_RECORDS_
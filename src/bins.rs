use std::ptr;

use crate::{
  block::BlockHeader,
  config::{BIN_COUNT, BIN_SPAN, LARGE_CLASS_EDGE},
};

/// Where a request of a given (aligned) size is served from.
#[derive(Debug, Clone, Copy, PartialEq, Eq)]
pub enum SizeClass {
  Bin(usize),
  Large,
}

impl SizeClass {
  pub fn of(size: usize) -> Self {
    if size == LARGE_CLASS_EDGE {
      return SizeClass::Bin(BIN_COUNT - 1);
    }

    match size / BIN_SPAN {
      index if index >= BIN_COUNT => SizeClass::Large,
      index => SizeClass::Bin(index),
    }
  }
}

/// Bin of a free resident block. Coalescing may grow a resident block past
/// the large-class edge; such blocks stay in the last bin.
pub fn bin_index(size: usize) -> usize {
  (size / BIN_SPAN).min(BIN_COUNT - 1)
}

/// Per-class free lists, each sorted ascending by block size.
pub struct SizeClassBins {
  heads: [*mut BlockHeader; BIN_COUNT],
}

impl SizeClassBins {
  pub const fn new() -> Self {
    Self {
      heads: [ptr::null_mut(); BIN_COUNT],
    }
  }

  pub fn head(
    &self,
    bin: usize,
  ) -> *mut BlockHeader {
    self.heads[bin]
  }

  /// Files `block` in front of the first strictly larger block of its bin.
  pub unsafe fn insert(
    &mut self,
    block: *mut BlockHeader,
  ) {
    unsafe {
      let size = (*block).size;
      let bin = bin_index(size);

      let mut prev: *mut BlockHeader = ptr::null_mut();
      let mut next = self.heads[bin];

      while !next.is_null() && (*next).size <= size {
        prev = next;
        next = (*next).bin_next;
      }

      (*block).bin_prev = prev;
      (*block).bin_next = next;

      if prev.is_null() {
        self.heads[bin] = block;
      } else {
        (*prev).bin_next = block;
      }

      if !next.is_null() {
        (*next).bin_prev = block;
      }
    }
  }

  /// Unlinks `block`; its size must not have changed since it was inserted.
  pub unsafe fn remove(
    &mut self,
    block: *mut BlockHeader,
  ) {
    unsafe {
      let bin = bin_index((*block).size);
      let prev = (*block).bin_prev;
      let next = (*block).bin_next;

      if prev.is_null() {
        debug_assert_eq!(self.heads[bin], block);
        self.heads[bin] = next;
      } else {
        (*prev).bin_next = next;
      }

      if !next.is_null() {
        (*next).bin_prev = prev;
      }

      (*block).bin_prev = ptr::null_mut();
      (*block).bin_next = ptr::null_mut();
    }
  }

  /// Classed best fit: the smallest sufficient block of the first bin, at or
  /// above the request's own, that has one.
  pub unsafe fn find_fit(
    &self,
    size: usize,
  ) -> *mut BlockHeader {
    unsafe {
      for bin in bin_index(size)..BIN_COUNT {
        let mut current = self.heads[bin];

        while !current.is_null() {
          if (*current).size >= size {
            return current;
          }
          current = (*current).bin_next;
        }
      }

      ptr::null_mut()
    }
  }
}
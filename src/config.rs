//! Compile-time tunables of the heap.

/// Granularity of every payload size and every payload address.
pub const ALIGNMENT: usize = 8;

/// Largest request any allocating entry point accepts.
pub const MAX_REQUEST: usize = 100_000_000;

/// Number of size-class bins for resident blocks.
pub const BIN_COUNT: usize = 128;

/// Width in bytes of the size range one bin covers.
pub const BIN_SPAN: usize = 1000;

/// Requests up to and including this size are served from the break.
/// Anything larger takes the mapped large-block path.
pub const LARGE_CLASS_EDGE: usize = BIN_COUNT * BIN_SPAN;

_WHAT YOU ARE ASKED TO DO_
Find the word "filename" in the entries. Copy each line that holds it.

_SOLUTION FOR THIS PROBLEM_
filename src/bins.rs
filename src/config.rs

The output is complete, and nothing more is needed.